## Directions for this task:
Exactly as written, copy the lines of the data below from the first through the one containing "Failure to serve.".

## Extracted entries:
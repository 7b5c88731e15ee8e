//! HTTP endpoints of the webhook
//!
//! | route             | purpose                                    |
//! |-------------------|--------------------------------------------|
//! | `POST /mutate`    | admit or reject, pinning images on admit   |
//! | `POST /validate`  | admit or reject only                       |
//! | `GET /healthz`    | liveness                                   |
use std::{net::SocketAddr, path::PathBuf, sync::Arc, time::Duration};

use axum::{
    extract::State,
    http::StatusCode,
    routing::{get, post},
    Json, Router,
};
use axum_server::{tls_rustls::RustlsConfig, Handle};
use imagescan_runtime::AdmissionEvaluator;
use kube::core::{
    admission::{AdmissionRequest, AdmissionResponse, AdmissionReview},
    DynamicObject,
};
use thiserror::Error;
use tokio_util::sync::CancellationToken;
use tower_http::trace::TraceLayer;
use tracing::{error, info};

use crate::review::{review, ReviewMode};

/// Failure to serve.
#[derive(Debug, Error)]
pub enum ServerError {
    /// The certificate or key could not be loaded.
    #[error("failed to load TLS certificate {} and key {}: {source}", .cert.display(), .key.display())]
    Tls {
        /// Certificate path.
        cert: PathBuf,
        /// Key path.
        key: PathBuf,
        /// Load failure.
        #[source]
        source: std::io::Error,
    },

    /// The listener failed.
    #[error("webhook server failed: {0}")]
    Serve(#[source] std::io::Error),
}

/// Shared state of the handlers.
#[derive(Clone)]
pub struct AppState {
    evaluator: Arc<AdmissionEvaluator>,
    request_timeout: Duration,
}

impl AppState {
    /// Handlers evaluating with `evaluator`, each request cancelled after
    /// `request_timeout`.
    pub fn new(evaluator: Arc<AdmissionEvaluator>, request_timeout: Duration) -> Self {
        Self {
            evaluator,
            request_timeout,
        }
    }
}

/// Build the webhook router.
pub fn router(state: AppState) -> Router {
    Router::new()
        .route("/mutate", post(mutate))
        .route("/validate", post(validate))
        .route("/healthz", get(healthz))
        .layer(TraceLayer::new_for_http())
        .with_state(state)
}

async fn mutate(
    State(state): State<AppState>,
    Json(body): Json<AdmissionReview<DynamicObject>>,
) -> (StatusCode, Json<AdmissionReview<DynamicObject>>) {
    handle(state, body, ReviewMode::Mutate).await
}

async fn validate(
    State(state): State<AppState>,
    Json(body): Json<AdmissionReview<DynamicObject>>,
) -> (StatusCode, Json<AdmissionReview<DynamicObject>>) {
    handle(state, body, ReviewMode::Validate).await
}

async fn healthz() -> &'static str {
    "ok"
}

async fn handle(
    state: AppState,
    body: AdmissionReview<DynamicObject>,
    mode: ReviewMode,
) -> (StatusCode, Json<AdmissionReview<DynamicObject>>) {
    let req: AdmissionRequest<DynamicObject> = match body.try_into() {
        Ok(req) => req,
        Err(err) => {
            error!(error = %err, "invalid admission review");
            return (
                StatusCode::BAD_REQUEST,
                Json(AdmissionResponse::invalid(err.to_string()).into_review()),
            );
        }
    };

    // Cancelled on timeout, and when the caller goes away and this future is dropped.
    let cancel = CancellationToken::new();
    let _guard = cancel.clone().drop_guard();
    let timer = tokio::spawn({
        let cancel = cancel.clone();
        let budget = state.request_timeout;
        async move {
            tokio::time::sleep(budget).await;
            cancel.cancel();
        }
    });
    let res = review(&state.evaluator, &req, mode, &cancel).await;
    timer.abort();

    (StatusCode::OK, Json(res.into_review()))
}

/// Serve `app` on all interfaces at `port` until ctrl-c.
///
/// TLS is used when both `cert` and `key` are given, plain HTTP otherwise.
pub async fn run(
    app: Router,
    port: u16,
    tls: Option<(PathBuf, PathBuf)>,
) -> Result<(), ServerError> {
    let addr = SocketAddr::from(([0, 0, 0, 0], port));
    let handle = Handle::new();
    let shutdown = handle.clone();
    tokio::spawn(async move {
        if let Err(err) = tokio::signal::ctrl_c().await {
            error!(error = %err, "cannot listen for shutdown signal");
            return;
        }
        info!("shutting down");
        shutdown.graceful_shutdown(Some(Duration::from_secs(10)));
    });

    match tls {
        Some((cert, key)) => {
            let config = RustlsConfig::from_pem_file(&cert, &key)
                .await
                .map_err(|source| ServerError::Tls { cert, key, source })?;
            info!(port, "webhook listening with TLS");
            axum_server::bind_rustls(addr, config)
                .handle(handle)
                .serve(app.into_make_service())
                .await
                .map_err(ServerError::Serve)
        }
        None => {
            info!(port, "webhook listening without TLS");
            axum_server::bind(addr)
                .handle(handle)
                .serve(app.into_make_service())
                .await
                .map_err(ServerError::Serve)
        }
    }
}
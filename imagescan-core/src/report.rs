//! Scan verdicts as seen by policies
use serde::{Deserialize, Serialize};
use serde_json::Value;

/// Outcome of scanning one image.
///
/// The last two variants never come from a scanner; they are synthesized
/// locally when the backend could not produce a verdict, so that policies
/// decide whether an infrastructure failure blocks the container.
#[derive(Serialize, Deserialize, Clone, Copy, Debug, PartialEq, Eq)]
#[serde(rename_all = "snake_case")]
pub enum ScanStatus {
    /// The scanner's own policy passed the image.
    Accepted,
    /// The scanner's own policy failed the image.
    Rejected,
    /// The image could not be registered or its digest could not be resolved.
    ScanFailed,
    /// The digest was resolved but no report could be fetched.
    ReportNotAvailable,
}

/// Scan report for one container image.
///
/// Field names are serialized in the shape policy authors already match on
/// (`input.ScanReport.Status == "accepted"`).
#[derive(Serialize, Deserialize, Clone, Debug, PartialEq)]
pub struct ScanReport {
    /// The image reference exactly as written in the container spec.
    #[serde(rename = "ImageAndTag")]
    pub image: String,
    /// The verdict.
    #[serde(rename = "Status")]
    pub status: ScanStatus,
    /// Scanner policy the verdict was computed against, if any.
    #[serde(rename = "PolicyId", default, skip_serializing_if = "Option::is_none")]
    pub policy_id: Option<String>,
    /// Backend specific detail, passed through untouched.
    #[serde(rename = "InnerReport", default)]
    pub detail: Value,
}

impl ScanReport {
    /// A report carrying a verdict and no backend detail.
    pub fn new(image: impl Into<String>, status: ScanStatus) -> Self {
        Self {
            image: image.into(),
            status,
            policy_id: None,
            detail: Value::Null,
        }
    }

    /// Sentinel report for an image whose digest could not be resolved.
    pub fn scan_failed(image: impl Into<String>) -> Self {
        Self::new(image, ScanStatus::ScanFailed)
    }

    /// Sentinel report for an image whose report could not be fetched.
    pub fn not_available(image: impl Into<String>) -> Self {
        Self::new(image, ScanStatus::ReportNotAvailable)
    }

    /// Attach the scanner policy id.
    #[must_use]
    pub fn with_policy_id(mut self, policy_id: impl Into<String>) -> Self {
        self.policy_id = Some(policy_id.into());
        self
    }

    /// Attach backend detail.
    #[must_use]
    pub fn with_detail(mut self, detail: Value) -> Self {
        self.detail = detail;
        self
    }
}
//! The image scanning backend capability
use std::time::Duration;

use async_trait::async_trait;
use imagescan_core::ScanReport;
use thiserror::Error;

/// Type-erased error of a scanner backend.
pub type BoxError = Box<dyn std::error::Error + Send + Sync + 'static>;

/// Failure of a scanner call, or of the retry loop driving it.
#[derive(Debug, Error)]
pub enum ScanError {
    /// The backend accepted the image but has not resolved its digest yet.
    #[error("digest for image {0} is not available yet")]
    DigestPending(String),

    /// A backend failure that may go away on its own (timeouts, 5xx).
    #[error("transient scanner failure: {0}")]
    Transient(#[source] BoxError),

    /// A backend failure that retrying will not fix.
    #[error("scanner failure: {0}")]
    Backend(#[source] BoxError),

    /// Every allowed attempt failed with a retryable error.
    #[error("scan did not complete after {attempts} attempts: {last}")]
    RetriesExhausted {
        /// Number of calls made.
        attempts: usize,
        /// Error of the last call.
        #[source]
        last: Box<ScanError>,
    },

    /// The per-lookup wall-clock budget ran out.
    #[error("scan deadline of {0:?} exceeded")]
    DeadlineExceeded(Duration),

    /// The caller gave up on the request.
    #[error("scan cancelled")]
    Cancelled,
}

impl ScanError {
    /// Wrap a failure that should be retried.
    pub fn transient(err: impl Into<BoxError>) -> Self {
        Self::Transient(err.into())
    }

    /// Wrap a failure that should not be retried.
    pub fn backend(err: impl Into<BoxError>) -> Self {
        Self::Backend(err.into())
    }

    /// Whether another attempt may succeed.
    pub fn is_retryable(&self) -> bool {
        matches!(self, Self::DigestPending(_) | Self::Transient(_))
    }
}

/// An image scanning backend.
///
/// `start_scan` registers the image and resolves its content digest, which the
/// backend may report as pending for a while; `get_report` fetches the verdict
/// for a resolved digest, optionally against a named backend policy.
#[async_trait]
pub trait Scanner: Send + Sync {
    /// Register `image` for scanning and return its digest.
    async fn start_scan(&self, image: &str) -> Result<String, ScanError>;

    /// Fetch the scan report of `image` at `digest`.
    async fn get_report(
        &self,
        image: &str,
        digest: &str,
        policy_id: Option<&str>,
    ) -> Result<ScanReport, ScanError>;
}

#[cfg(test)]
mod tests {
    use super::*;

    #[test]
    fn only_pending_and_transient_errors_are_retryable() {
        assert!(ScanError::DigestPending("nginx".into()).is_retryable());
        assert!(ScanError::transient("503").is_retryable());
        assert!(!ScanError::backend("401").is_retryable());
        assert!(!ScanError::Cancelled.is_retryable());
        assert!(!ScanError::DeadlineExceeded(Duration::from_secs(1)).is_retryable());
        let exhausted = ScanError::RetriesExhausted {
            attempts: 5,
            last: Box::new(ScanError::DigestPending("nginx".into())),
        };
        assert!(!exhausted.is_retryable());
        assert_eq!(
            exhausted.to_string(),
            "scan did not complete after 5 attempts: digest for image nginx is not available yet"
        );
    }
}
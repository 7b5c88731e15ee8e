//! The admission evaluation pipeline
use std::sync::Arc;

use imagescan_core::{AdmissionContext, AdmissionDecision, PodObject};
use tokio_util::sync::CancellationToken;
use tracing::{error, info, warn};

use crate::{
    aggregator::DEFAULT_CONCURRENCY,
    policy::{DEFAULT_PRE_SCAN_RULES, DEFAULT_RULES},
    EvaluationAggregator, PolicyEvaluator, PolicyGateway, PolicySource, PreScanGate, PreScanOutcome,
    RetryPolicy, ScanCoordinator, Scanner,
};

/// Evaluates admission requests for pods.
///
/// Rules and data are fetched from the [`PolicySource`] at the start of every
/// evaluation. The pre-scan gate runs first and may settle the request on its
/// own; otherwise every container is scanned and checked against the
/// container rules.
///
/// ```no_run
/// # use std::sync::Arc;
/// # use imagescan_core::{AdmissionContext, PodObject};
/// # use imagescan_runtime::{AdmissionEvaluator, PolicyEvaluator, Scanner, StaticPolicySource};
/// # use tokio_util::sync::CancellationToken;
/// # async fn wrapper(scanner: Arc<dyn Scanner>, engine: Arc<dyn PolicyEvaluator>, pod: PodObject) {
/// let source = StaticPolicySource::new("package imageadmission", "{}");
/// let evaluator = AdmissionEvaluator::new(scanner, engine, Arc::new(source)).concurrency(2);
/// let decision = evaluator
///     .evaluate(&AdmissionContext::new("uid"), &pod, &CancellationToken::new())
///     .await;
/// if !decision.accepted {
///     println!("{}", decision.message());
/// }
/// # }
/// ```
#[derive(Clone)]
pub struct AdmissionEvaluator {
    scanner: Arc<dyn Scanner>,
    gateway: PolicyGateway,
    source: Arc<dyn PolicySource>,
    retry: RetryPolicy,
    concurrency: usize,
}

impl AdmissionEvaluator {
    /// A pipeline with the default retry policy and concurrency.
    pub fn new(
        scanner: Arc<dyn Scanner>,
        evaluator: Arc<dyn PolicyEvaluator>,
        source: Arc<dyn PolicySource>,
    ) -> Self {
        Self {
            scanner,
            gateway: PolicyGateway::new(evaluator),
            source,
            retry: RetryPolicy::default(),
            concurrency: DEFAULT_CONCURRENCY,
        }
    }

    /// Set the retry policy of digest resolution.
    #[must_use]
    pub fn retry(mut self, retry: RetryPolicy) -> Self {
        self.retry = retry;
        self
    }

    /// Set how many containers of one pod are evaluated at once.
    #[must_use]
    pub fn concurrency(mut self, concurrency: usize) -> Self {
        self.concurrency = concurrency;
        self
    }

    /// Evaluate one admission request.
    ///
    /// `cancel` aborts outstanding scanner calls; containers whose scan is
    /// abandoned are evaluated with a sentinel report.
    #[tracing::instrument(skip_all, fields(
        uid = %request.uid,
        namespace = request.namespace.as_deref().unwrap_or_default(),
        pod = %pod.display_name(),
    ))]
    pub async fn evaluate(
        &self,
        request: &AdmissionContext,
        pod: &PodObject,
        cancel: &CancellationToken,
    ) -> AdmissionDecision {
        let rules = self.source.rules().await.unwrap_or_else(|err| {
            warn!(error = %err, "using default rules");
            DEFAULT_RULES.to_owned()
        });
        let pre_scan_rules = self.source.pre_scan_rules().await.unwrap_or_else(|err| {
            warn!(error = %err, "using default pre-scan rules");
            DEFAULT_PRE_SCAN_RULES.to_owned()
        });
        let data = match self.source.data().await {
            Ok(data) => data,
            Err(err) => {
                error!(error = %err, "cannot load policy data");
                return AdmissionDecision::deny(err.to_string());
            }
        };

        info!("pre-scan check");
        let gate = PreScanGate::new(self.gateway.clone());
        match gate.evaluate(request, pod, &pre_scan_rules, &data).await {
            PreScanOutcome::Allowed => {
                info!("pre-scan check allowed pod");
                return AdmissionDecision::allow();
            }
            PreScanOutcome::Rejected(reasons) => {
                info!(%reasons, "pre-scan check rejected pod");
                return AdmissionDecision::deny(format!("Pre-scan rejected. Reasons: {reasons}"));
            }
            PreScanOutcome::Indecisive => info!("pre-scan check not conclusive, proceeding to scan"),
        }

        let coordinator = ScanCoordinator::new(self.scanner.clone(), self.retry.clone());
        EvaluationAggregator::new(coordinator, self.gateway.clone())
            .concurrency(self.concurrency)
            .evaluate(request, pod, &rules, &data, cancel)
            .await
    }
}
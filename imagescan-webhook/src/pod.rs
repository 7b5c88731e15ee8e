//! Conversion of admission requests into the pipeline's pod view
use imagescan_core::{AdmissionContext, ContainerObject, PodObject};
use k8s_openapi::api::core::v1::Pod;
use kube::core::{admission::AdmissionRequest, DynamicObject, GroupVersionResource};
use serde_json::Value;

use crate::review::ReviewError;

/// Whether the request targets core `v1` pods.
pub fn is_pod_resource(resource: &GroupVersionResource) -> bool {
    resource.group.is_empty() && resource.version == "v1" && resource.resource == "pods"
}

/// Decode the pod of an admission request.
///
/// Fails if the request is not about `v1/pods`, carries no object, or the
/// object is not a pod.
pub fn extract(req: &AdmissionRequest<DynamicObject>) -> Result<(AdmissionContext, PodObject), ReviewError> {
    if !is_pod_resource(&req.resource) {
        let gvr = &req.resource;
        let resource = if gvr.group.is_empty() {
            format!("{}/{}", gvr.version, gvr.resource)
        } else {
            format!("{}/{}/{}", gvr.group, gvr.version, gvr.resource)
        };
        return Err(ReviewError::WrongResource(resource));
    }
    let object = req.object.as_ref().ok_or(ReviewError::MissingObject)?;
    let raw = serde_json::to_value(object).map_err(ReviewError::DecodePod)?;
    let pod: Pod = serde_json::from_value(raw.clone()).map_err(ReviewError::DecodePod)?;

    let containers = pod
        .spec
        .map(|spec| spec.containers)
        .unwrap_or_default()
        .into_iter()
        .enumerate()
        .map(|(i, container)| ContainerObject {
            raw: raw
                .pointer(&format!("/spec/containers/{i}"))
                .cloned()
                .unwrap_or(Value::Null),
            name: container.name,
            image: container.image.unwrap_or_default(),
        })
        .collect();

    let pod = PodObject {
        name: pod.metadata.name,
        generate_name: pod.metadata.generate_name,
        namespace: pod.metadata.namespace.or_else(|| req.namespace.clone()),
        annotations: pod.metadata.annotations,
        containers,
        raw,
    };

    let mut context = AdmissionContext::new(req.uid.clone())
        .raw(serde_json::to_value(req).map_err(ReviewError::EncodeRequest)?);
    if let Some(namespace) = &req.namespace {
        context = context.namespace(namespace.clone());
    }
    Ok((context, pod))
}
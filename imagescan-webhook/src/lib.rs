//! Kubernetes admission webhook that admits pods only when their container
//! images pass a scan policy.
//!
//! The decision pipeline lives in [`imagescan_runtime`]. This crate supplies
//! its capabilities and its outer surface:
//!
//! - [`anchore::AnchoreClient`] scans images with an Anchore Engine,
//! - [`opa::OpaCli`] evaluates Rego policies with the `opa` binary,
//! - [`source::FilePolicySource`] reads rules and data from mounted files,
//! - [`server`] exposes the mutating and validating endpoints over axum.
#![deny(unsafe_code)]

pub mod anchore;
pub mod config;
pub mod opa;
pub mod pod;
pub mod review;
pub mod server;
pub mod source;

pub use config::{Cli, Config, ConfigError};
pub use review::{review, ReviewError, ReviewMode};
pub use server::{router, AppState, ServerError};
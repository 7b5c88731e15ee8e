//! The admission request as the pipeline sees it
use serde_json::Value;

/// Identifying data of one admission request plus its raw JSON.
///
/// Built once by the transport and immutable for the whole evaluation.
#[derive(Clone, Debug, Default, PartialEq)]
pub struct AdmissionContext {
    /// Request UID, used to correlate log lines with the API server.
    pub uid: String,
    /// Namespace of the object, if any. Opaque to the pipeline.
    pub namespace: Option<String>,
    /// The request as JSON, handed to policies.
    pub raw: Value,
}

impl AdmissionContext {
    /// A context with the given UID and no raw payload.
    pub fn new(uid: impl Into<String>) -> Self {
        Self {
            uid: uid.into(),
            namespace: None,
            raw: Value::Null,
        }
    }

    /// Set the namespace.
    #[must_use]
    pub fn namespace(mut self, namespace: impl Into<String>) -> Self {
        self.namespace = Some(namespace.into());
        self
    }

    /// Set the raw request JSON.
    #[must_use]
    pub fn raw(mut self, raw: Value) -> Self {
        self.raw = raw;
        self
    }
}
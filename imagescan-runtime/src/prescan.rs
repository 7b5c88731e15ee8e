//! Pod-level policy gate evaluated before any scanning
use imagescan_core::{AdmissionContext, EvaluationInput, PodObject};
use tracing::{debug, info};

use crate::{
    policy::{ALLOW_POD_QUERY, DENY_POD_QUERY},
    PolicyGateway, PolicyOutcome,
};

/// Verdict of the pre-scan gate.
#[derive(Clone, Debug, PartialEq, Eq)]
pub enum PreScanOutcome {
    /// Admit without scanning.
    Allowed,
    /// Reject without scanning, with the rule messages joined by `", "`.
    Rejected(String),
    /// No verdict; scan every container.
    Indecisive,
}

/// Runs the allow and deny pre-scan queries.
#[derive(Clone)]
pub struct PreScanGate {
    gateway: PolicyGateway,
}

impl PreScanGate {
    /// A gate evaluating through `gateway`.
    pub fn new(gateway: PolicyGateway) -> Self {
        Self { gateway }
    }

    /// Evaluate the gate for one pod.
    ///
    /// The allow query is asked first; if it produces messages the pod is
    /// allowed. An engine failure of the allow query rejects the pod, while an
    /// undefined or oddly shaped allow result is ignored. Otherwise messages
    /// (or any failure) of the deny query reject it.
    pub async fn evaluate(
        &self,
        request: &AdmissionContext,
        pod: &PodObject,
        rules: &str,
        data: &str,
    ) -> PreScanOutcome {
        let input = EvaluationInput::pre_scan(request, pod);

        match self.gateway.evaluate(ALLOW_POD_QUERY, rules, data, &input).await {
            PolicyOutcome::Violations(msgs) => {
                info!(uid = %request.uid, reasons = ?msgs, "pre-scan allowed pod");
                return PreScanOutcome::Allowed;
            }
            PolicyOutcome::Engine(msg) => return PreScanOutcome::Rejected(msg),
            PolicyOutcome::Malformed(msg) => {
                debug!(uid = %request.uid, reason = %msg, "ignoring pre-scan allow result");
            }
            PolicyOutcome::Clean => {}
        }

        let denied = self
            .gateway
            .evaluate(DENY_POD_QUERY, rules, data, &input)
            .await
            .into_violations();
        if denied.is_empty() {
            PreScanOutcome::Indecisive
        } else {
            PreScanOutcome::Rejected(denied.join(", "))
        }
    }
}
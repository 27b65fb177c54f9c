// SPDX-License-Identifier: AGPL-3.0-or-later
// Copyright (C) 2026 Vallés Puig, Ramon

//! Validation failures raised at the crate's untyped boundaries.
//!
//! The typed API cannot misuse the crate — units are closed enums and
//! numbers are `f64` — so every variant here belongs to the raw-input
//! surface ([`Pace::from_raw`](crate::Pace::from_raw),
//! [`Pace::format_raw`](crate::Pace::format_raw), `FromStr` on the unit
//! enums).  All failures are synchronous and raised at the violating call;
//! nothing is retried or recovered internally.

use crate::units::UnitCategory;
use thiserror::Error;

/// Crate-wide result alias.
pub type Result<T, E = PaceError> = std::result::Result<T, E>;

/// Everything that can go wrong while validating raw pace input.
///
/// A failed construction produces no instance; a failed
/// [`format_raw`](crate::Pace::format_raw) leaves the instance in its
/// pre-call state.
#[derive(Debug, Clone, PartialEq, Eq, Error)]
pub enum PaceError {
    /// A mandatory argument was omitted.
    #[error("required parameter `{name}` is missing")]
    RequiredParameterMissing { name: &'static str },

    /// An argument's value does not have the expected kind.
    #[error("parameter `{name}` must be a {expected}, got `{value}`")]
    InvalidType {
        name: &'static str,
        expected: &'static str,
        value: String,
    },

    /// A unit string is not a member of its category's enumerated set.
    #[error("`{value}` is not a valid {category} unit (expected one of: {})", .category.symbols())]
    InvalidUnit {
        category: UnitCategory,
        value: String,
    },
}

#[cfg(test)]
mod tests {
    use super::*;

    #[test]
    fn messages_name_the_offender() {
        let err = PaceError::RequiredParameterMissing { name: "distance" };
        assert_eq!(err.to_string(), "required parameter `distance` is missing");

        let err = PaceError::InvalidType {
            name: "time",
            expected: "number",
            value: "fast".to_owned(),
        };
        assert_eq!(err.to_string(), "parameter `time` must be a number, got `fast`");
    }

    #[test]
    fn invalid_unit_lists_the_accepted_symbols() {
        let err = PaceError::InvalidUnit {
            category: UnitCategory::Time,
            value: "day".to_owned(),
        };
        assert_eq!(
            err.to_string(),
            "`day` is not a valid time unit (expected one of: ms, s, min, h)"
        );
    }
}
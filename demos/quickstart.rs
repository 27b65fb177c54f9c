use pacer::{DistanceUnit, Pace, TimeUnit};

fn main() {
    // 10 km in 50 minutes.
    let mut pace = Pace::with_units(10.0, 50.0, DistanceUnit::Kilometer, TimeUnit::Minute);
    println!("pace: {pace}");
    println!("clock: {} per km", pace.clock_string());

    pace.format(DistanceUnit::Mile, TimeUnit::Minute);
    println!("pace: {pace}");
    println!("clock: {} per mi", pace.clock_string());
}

## Written answer:
repository 7b5c88731e15ee8e
//! HTTP endpoints of the webhook
//!
//! | route             | purpose                                    |
//! |-------------------|--------------------------------------------|
//! | `POST /mutate`    | admit or reject, pinning images on admit   |
//! | `POST /validate`  | admit or reject only                       |
//! | `GET /healthz`    | liveness                                   |
use std::{net::SocketAddr, path::PathBuf, sync::Arc, time::Duration};

use axum::{
    extract::State,
    http::StatusCode,
    routing::{get, post},
    Json, Router,
};
use axum_server::{tls_rustls::RustlsConfig, Handle};
use imagescan_runtime::AdmissionEvaluator;
use kube::core::{
    admission::{AdmissionRequest, AdmissionResponse, AdmissionReview},
    DynamicObject,
};
use thiserror::Error;
use tokio_util::sync::CancellationToken;
use tower_http::trace::TraceLayer;
use tracing::{error, info};

use crate::review::{review, ReviewMode};

/// Failure to serve.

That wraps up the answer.